[Try it] Report back every line from the entries below in which the word "common" occurs.
[Records provided]
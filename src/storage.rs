use anyhow::{Context, Result};
use async_trait::async_trait;
use aws_config::BehaviorVersion;
use aws_credential_types::Credentials;
use aws_sdk_s3::config::{Builder as S3ConfigBuilder, Region};
use aws_sdk_s3::primitives::ByteStream;
use aws_sdk_s3::Client as S3Client;

use crate::config::AppConfig;

/// Blob access for census files and dry-run reports.
#[async_trait]
pub trait ObjectStorage: Send + Sync + 'static {
    async fn put_object(&self, key: &str, bytes: Vec<u8>, content_type: Option<String>)
        -> Result<()>;

    /// `Ok(None)` when the key does not exist; errors are transport failures.
    async fn get_object(&self, key: &str) -> Result<Option<Vec<u8>>>;
}

pub struct S3Storage {
    client: S3Client,
    bucket: String,
}

impl S3Storage {
    pub fn new(client: S3Client, bucket: impl Into<String>) -> Self {
        Self {
            client,
            bucket: bucket.into(),
        }
    }

    /// One client shared by the census bucket and the dry-run bucket.
    pub async fn census_and_dry_run(config: &AppConfig) -> (Self, Self) {
        let client = s3_client(config).await;
        (
            Self::new(client.clone(), config.s3_bucket.clone()),
            Self::new(client, config.dry_run_bucket.clone()),
        )
    }
}

/// Static credentials and a custom endpoint (minio, localstack) are used when
/// configured; path-style addressing is always on.
async fn s3_client(config: &AppConfig) -> S3Client {
    let mut loader = aws_config::defaults(BehaviorVersion::latest())
        .region(Region::new(config.aws_region.clone()));
    if let Some(endpoint) = &config.aws_endpoint_url {
        loader = loader.endpoint_url(endpoint);
    }
    if let (Some(access_key), Some(secret_key)) =
        (&config.aws_access_key_id, &config.aws_secret_access_key)
    {
        loader = loader.credentials_provider(Credentials::new(
            access_key.clone(),
            secret_key.clone(),
            None,
            None,
            "eligibility-env",
        ));
    }

    let shared = loader.load().await;
    S3Client::from_conf(S3ConfigBuilder::from(&shared).force_path_style(true).build())
}

#[async_trait]
impl ObjectStorage for S3Storage {
    async fn put_object(
        &self,
        key: &str,
        bytes: Vec<u8>,
        content_type: Option<String>,
    ) -> Result<()> {
        let mut request = self
            .client
            .put_object()
            .bucket(&self.bucket)
            .key(key)
            .body(ByteStream::from(bytes));

        if let Some(content_type) = content_type {
            request = request.content_type(content_type);
        }

        request
            .send()
            .await
            .with_context(|| format!("failed to upload {key} to S3"))?;

        Ok(())
    }

    async fn get_object(&self, key: &str) -> Result<Option<Vec<u8>>> {
        let response = match self
            .client
            .get_object()
            .bucket(&self.bucket)
            .key(key)
            .send()
            .await
        {
            Ok(response) => response,
            Err(err) => {
                let service_error = err.into_service_error();
                if service_error.is_no_such_key() {
                    return Ok(None);
                }
                return Err(service_error)
                    .with_context(|| format!("failed to download {key} from S3"));
            }
        };

        let bytes = response
            .body
            .collect()
            .await
            .context("failed to read object stream")?
            .into_bytes()
            .to_vec();

        Ok(Some(bytes))
    }
}
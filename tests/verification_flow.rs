mod common;

use anyhow::Result;
use axum::http::StatusCode;
use common::{date, new_member, TestApp};
use eligibility::ingest::ProcessingResult;
use eligibility::store::{MemberSource, RecordStore};
use serde_json::json;

#[tokio::test]
async fn create_get_and_deactivate_a_verification() -> Result<()> {
    let app = TestApp::new();
    app.organization(1).await;
    let jane = app
        .member(new_member(1, "c1", ("Jane", "Doe"), date("1985-06-02"), "jane@acme.com"))
        .await;

    let (status, created) = app
        .rpc(
            "CreateVerificationForUser",
            &json!({
                "user_id": 42,
                "verification_type": "primary",
                "organization_id": 1,
                "eligibility_member_id": jane.id,
                "email": "jane@acme.com",
                "date_of_birth": "1985-06-02",
                "unique_corp_id": "c1",
                "additional_fields": "{\"source\": \"signup\"}"
            }),
        )
        .await?;
    assert_eq!(status, StatusCode::OK, "{created}");
    assert_eq!(created["user_id"], 42);
    assert_eq!(created["verification_type"], "PRIMARY");
    assert_eq!(created["eligibility_member_id"], jane.id);
    assert_eq!(created["is_active"], true);
    let verification_id = created["verification_id"].as_i64().unwrap_or_default();

    let (status, fetched) = app
        .rpc(
            "GetVerificationForUser",
            &json!({"user_id": 42, "organization_id": 1, "active_verifications_only": true}),
        )
        .await?;
    assert_eq!(status, StatusCode::OK);
    assert_eq!(fetched["verification_id"], verification_id);

    let (status, all) = app
        .rpc("GetAllVerificationsForUser", &json!({"user_id": 42}))
        .await?;
    assert_eq!(status, StatusCode::OK);
    assert_eq!(all["verification_list"].as_array().map(Vec::len), Some(1));

    let (status, deactivated) = app
        .rpc(
            "DeactivateVerificationForUser",
            &json!({"verification_id": verification_id, "user_id": 42}),
        )
        .await?;
    assert_eq!(status, StatusCode::OK);
    assert!(deactivated["deactivated_at"]["seconds"].is_i64());

    let (status, body) = app
        .rpc("GetVerificationForUser", &json!({"user_id": 42}))
        .await?;
    assert_eq!(status, StatusCode::NOT_FOUND);
    assert_eq!(body["code"], "NOT_FOUND");
    Ok(())
}

#[tokio::test]
async fn unknown_verification_type_is_invalid() -> Result<()> {
    let app = TestApp::new();
    app.organization(1).await;

    let (status, body) = app
        .rpc(
            "CreateVerificationForUser",
            &json!({"user_id": 7, "verification_type": "carrier-pigeon", "organization_id": 1}),
        )
        .await?;
    assert_eq!(status, StatusCode::BAD_REQUEST);
    assert_eq!(body["details"]["providedFields"], "verification_type");
    Ok(())
}

#[tokio::test]
async fn failed_verification_records_an_attempt() -> Result<()> {
    let app = TestApp::new();
    app.organization(1).await;

    let (status, attempt) = app
        .rpc(
            "CreateFailedVerification",
            &json!({
                "user_id": 9,
                "verification_type": "alternate",
                "organization_id": 1,
                "first_name": "Ann",
                "last_name": "Poe",
                "date_of_birth": "1990-03-04",
                "policy_used": "{\"rule\": \"alternate\"}"
            }),
        )
        .await?;
    assert_eq!(status, StatusCode::OK, "{attempt}");
    assert_eq!(attempt["successful_verification"], false);
    assert_eq!(attempt["verification_type"], "ALTERNATE");
    assert_eq!(attempt["date_of_birth"], "1990-03-04");
    Ok(())
}

#[tokio::test]
async fn features_without_population_are_unrestricted() -> Result<()> {
    let app = TestApp::new();
    app.organization(1).await;
    let jane = app
        .member(new_member(1, "c1", ("Jane", "Doe"), date("1985-06-02"), "jane@acme.com"))
        .await;
    let (status, _) = app
        .rpc(
            "CreateVerificationForUser",
            &json!({
                "user_id": 42,
                "verification_type": "PRIMARY",
                "organization_id": 1,
                "eligibility_member_id": jane.id
            }),
        )
        .await?;
    assert_eq!(status, StatusCode::OK);

    let (status, body) = app
        .rpc(
            "GetEligibleFeaturesForUser",
            &json!({"user_id": 42, "feature_type": 1}),
        )
        .await?;
    assert_eq!(status, StatusCode::OK);
    assert_eq!(body, json!({"features": [], "has_population": false}));

    let (status, body) = app
        .rpc(
            "GetEligibleFeaturesForUser",
            &json!({"user_id": 42, "feature_type": 9}),
        )
        .await?;
    assert_eq!(status, StatusCode::BAD_REQUEST);
    assert_eq!(body["details"]["providedFields"], "feature_type");

    let (status, body) = app
        .rpc("GetSubPopulationIdForUser", &json!({"user_id": 42}))
        .await?;
    assert_eq!(status, StatusCode::OK);
    assert_eq!(body["sub_population_id"], serde_json::Value::Null);
    Ok(())
}

#[tokio::test]
async fn reingested_member_is_pre_verified_against_existing_verification() -> Result<()> {
    let app = TestApp::new();
    app.organization(1).await;
    let header = "employee_id,employee_first_name,employee_last_name,date_of_birth,email,work_state";

    let first = app
        .upload(
            1,
            "org1/census-1.csv",
            &format!("{header}\nc1,Jane,Doe,1985-06-02,jane@acme.com,NY"),
        )
        .await;
    let report = app.ingestor().ingest_file(first).await?;
    assert_eq!(report.result, ProcessingResult::ProcessingSuccessful);
    let original = app
        .store
        .members_for_org(MemberSource::Versioned, 1)
        .await?
        .remove(0);

    let (status, created) = app
        .rpc(
            "CreateVerificationForUser",
            &json!({
                "user_id": 42,
                "verification_type": "PRIMARY",
                "organization_id": 1,
                "eligibility_member_id": original.id,
                "email": "jane@acme.com",
                "date_of_birth": "1985-06-02"
            }),
        )
        .await?;
    assert_eq!(status, StatusCode::OK, "{created}");
    let verification_id = created["verification_id"].as_i64().unwrap_or_default();

    // same identity, new work state: a new version of the member
    let second = app
        .upload(
            1,
            "org1/census-2.csv",
            &format!("{header}\nc1,Jane,Doe,1985-06-02,jane@acme.com,CA"),
        )
        .await;
    let report = app.ingestor().ingest_file(second).await?;
    assert_eq!(report.pre_verify.members_linked, 1);

    let newest = app
        .store
        .members_for_org(MemberSource::Versioned, 1)
        .await?
        .into_iter()
        .find(|member| member.file_id == Some(second))
        .expect("new member version");
    assert_ne!(newest.id, original.id);
    assert!(newest.pre_verified);
    let links = app.store.verification_links_for_member(newest.id).await?;
    assert_eq!(links.len(), 1);
    assert_eq!(links[0].verification_id, verification_id);
    Ok(())
}
use std::net::SocketAddr;
use std::sync::Arc;

use tokio::net::TcpListener;
use tower::make::Shared;
use tracing_subscriber::EnvFilter;

use eligibility::config::AppConfig;
use eligibility::db;
use eligibility::engine::client_specific::ClientSpecificRegistry;
use eligibility::engine::EligibilityService;
use eligibility::flags::FlagSet;
use eligibility::routes;
use eligibility::state::AppState;
use eligibility::store::PgStore;

#[tokio::main]
async fn main() -> anyhow::Result<()> {
    dotenv::dotenv().ok();
    init_tracing();

    let config = AppConfig::from_env()?;
    tracing::info!(
        component = "server",
        database_url = %config.redacted_database_url(),
        pool_size = config.database_max_pool_size,
        server_host = %config.server_host,
        server_port = config.server_port,
        environment = ?config.environment,
        client_specific = config.client_specific.len(),
        "loaded eligibility configuration"
    );
    let pool = db::init_pool_with_size(&config.database_url, config.database_max_pool_size)?;
    db::run_migrations(&pool)?;

    let store = Arc::new(PgStore::new(pool));
    let flags = Arc::new(FlagSet::from_json(&config.feature_flags)?);
    let registry = Arc::new(ClientSpecificRegistry::from_config(&config)?);
    let service = EligibilityService::new(store, flags, registry, &config);

    let listen_addr: SocketAddr = format!("{}:{}", config.server_host, config.server_port).parse()?;
    let state = AppState::new(config, service);
    let router = routes::create_router(state);

    let listener = TcpListener::bind(listen_addr).await?;
    tracing::info!("listening on {}", listen_addr);

    axum::serve(listener, Shared::new(router)).await?;
    Ok(())
}

fn init_tracing() {
    let filter = EnvFilter::try_from_default_env().unwrap_or_else(|_| EnvFilter::new("info"));
    tracing_subscriber::fmt()
        .with_env_filter(filter)
        .with_target(false)
        .compact()
        .init();
}
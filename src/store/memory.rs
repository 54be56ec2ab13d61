//! In-process `RecordStore` over plain tables behind one async mutex.
//!
//! Used by the dry-run harness as its write sink and by tests that do not need
//! Postgres. Every operation holds the lock for its whole duration, so
//! multi-row writes are atomic like their Postgres transactions.

use std::collections::{HashMap, HashSet};

use async_trait::async_trait;
use chrono::{DateTime, NaiveDate, Utc};
use tokio::sync::Mutex;

use super::{
    last_wins_by_key, latest_per_identity, latest_valid_per_identity, MemberCriteria,
    MemberSource, RecordStore, StoreError, StoreResult,
};
use crate::domain::{
    Address, CreatedVerification, ExternalIdMapping, File, FileCompletion, HeaderAlias,
    LinkedVerification, Member, MemberVerification, NewAddress, NewExternalIdMapping, NewFile,
    NewHeaderAlias, NewMember, NewMemberVerification, NewParseError, NewPopulation,
    NewSubPopulation, NewVerificationAttempt, OrgIdentity, Organization, ParseErrorRecord,
    Population, SubPopulation, Verification, Verification2, VerificationAttempt,
    VerificationBundle, VerificationType,
};

#[derive(Default)]
struct Tables {
    next_id: i64,
    organizations: HashMap<i64, Organization>,
    external_ids: Vec<ExternalIdMapping>,
    header_aliases: Vec<HeaderAlias>,
    files: HashMap<i64, File>,
    parse_errors: Vec<ParseErrorRecord>,
    members: HashMap<i64, Member>,
    members_2: HashMap<i64, Member>,
    historical: Vec<(Member, DateTime<Utc>)>,
    addresses: HashMap<i64, Address>,
    verifications: HashMap<i64, Verification>,
    verifications_2: HashMap<i64, Verification2>,
    attempts: HashMap<i64, VerificationAttempt>,
    member_verifications: Vec<MemberVerification>,
    populations: HashMap<i64, Population>,
    sub_populations: HashMap<i64, SubPopulation>,
}

impl Tables {
    fn id(&mut self) -> i64 {
        self.next_id += 1;
        self.next_id
    }

    fn members(&self, source: MemberSource) -> &HashMap<i64, Member> {
        match source {
            MemberSource::Versioned => &self.members,
            MemberSource::V2 => &self.members_2,
        }
    }

    fn is_linked(&self, member_id: i64) -> bool {
        self.member_verifications
            .iter()
            .any(|link| link.member_id == member_id)
    }

    fn insert_link(
        &mut self,
        link: NewMemberVerification,
        now: DateTime<Utc>,
    ) -> Option<MemberVerification> {
        let exists = self.member_verifications.iter().any(|existing| {
            existing.member_id == link.member_id && existing.verification_id == link.verification_id
        });
        if exists {
            return None;
        }
        let row = MemberVerification {
            id: self.id(),
            member_id: link.member_id,
            verification_id: link.verification_id,
            verification_attempt_id: link.verification_attempt_id,
            created_at: now,
        };
        self.member_verifications.push(row.clone());
        Some(row)
    }
}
[/Records provided]
[Answer to the problem]
mod common;
use common::{date, new_member, TestApp};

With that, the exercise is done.